**Problem to solve:**
Every line of the data below must be given again exactly.

◇ ◇ ◇ ◇ ◇ ◇ ◇

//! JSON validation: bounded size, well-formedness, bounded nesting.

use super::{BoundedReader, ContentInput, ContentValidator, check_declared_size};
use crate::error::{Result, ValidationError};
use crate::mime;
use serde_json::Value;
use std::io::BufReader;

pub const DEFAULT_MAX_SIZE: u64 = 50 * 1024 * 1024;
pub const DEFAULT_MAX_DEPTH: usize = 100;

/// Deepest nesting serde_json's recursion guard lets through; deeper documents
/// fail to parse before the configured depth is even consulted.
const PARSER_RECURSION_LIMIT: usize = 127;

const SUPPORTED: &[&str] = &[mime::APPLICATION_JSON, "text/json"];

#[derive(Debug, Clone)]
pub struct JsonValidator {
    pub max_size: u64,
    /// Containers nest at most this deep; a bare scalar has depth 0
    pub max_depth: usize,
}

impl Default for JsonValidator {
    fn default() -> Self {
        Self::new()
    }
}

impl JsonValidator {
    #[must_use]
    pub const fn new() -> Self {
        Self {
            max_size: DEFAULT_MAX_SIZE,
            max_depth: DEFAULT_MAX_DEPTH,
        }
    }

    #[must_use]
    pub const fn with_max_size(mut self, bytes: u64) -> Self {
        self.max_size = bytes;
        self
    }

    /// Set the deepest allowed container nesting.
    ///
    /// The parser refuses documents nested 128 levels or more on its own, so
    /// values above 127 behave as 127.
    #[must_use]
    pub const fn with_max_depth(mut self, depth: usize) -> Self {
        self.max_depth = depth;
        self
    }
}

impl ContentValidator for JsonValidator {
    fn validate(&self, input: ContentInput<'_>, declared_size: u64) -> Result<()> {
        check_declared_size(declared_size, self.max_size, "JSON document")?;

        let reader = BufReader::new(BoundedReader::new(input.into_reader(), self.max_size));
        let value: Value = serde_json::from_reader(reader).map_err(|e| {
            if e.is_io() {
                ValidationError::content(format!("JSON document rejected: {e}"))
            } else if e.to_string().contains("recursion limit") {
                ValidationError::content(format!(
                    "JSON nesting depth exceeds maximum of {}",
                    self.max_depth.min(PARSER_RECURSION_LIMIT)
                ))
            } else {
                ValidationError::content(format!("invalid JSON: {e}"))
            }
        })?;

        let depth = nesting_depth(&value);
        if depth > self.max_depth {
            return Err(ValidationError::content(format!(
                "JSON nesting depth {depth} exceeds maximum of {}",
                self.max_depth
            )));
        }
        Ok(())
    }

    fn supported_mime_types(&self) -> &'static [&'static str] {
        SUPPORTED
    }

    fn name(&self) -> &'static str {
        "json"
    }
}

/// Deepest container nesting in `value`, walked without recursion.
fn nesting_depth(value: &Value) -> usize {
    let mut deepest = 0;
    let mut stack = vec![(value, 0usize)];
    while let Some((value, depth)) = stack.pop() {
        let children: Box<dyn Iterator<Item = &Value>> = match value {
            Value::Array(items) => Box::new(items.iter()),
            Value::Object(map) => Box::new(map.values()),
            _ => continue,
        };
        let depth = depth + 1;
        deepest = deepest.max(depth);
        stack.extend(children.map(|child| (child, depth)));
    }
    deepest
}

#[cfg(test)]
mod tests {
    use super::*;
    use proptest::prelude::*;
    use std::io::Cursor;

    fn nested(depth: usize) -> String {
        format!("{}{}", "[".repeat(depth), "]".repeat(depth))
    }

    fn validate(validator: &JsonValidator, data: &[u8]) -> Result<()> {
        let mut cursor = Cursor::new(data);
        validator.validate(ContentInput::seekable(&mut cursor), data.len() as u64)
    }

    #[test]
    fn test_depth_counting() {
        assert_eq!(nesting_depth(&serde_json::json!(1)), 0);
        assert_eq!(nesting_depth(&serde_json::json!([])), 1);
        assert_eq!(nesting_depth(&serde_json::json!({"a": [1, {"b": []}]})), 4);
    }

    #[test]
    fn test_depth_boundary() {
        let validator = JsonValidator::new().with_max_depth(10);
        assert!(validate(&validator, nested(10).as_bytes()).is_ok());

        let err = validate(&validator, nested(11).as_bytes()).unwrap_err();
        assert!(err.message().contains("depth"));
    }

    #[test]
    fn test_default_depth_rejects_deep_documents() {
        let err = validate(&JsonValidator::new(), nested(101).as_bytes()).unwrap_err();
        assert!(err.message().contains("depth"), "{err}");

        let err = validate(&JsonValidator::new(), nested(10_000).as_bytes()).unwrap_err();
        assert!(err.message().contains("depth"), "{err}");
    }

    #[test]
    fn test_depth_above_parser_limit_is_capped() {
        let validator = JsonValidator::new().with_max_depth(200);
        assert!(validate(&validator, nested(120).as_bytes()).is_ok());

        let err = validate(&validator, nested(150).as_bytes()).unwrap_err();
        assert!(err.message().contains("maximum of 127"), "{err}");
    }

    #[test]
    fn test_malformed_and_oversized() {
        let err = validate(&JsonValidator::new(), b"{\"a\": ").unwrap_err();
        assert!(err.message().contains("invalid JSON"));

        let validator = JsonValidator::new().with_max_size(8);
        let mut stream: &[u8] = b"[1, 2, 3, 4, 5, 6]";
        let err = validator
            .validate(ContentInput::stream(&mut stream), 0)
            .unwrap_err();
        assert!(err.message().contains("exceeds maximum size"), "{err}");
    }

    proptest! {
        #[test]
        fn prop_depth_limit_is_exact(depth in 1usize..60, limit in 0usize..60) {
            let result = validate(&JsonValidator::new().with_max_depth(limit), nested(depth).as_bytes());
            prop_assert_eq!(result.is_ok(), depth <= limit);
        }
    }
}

◇ ◇ ◇ ◇ ◇ ◇ ◇

**Solution below:**
//! JSON validation: bounded size, well-formedness, bounded nesting.

use super::{BoundedReader, ContentInput, ContentValidator, check_declared_size};
use crate::error::{Result, ValidationError};
use crate::mime;
use serde_json::Value;
use std::io::BufReader;

pub const DEFAULT_MAX_SIZE: u64 = 50 * 1024 * 1024;
pub const DEFAULT_MAX_DEPTH: usize = 100;

/// Deepest nesting serde_json's recursion guard lets through; deeper documents
/// fail to parse before the configured depth is even consulted.
const PARSER_RECURSION_LIMIT: usize = 127;

const SUPPORTED: &[&str] = &[mime::APPLICATION_JSON, "text/json"];

#[derive(Debug, Clone)]
pub struct JsonValidator {
    pub max_size: u64,
    /// Containers nest at most this deep; a bare scalar has depth 0
    pub max_depth: usize,
}

impl Default for JsonValidator {
    fn default() -> Self {
        Self::new()
    }
}

impl JsonValidator {
    #[must_use]
    pub const fn new() -> Self {
        Self {
            max_size: DEFAULT_MAX_SIZE,
            max_depth: DEFAULT_MAX_DEPTH,
        }
    }

    #[must_use]
    pub const fn with_max_size(mut self, bytes: u64) -> Self {
        self.max_size = bytes;
        self
    }

    /// Set the deepest allowed container nesting.
    ///
    /// The parser refuses documents nested 128 levels or more on its own, so
    /// values above 127 behave as 127.
    #[must_use]
    pub const fn with_max_depth(mut self, depth: usize) -> Self {
        self.max_depth = depth;
        self
    }
}

impl ContentValidator for JsonValidator {
    fn validate(&self, input: ContentInput<'_>, declared_size: u64) -> Result<()> {
        check_declared_size(declared_size, self.max_size, "JSON document")?;

        let reader = BufReader::new(BoundedReader::new(input.into_reader(), self.max_size));
        let value: Value = serde_json::from_reader(reader).map_err(|e| {
            if e.is_io() {
                ValidationError::content(format!("JSON document rejected: {e}"))
            } else if e.to_string().contains("recursion limit") {
                ValidationError::content(format!(
                    "JSON nesting depth exceeds maximum of {}",
                    self.max_depth.min(PARSER_RECURSION_LIMIT)
                ))
            } else {
                ValidationError::content(format!("invalid JSON: {e}"))
            }
        })?;

        let depth = nesting_depth(&value);
        if depth > self.max_depth {
            return Err(ValidationError::content(format!(
                "JSON nesting depth {depth} exceeds maximum of {}",
                self.max_depth
            )));
        }
        Ok(())
    }

    fn supported_mime_types(&self) -> &'static [&'static str] {
        SUPPORTED
    }

    fn name(&self) -> &'static str {
        "json"
    }
}

/// Deepest container nesting in `value`, walked without recursion.
fn nesting_depth(value: &Value) -> usize {
    let mut deepest = 0;
    let mut stack = vec![(value, 0usize)];
    while let Some((value, depth)) = stack.pop() {
        let children: Box<dyn Iterator<Item = &Value>> = match value {
            Value::Array(items) => Box::new(items.iter()),
            Value::Object(map) => Box::new(map.values()),
            _ => continue,
        };
        let depth = depth + 1;
        deepest = deepest.max(depth);
        stack.extend(children.map(|child| (child, depth)));
    }
    deepest
}

#[cfg(test)]
mod tests {
    use super::*;
    use proptest::prelude::*;
    use std::io::Cursor;

    fn nested(depth: usize) -> String {
        format!("{}{}", "[".repeat(depth), "]".repeat(depth))
    }

    fn validate(validator: &JsonValidator, data: &[u8]) -> Result<()> {
        let mut cursor = Cursor::new(data);
        validator.validate(ContentInput::seekable(&mut cursor), data.len() as u64)
    }

    #[test]
    fn test_depth_counting() {
        assert_eq!(nesting_depth(&serde_json::json!(1)), 0);
        assert_eq!(nesting_depth(&serde_json::json!([])), 1);
        assert_eq!(nesting_depth(&serde_json::json!({"a": [1, {"b": []}]})), 4);
    }

    #[test]
    fn test_depth_boundary() {
        let validator = JsonValidator::new().with_max_depth(10);
        assert!(validate(&validator, nested(10).as_bytes()).is_ok());

        let err = validate(&validator, nested(11).as_bytes()).unwrap_err();
        assert!(err.message().contains("depth"));
    }

    #[test]
    fn test_default_depth_rejects_deep_documents() {
        let err = validate(&JsonValidator::new(), nested(101).as_bytes()).unwrap_err();
        assert!(err.message().contains("depth"), "{err}");

        let err = validate(&JsonValidator::new(), nested(10_000).as_bytes()).unwrap_err();
        assert!(err.message().contains("depth"), "{err}");
    }

    #[test]
    fn test_depth_above_parser_limit_is_capped() {
        let validator = JsonValidator::new().with_max_depth(200);
        assert!(validate(&validator, nested(120).as_bytes()).is_ok());

        let err = validate(&validator, nested(150).as_bytes()).unwrap_err();
        assert!(err.message().contains("maximum of 127"), "{err}");
    }

    #[test]
    fn test_malformed_and_oversized() {
        let err = validate(&JsonValidator::new(), b"{\"a\": ").unwrap_err();
        assert!(err.message().contains("invalid JSON"));

        let validator = JsonValidator::new().with_max_size(8);
        let mut stream: &[u8] = b"[1, 2, 3, 4, 5, 6]";
        let err = validator
            .validate(ContentInput::stream(&mut stream), 0)
            .unwrap_err();
        assert!(err.message().contains("exceeds maximum size"), "{err}");
    }

    proptest! {
        #[test]
        fn prop_depth_limit_is_exact(depth in 1usize..60, limit in 0usize..60) {
            let result = validate(&JsonValidator::new().with_max_depth(limit), nested(depth).as_bytes());
            prop_assert_eq!(result.is_ok(), depth <= limit);
        }
    }
}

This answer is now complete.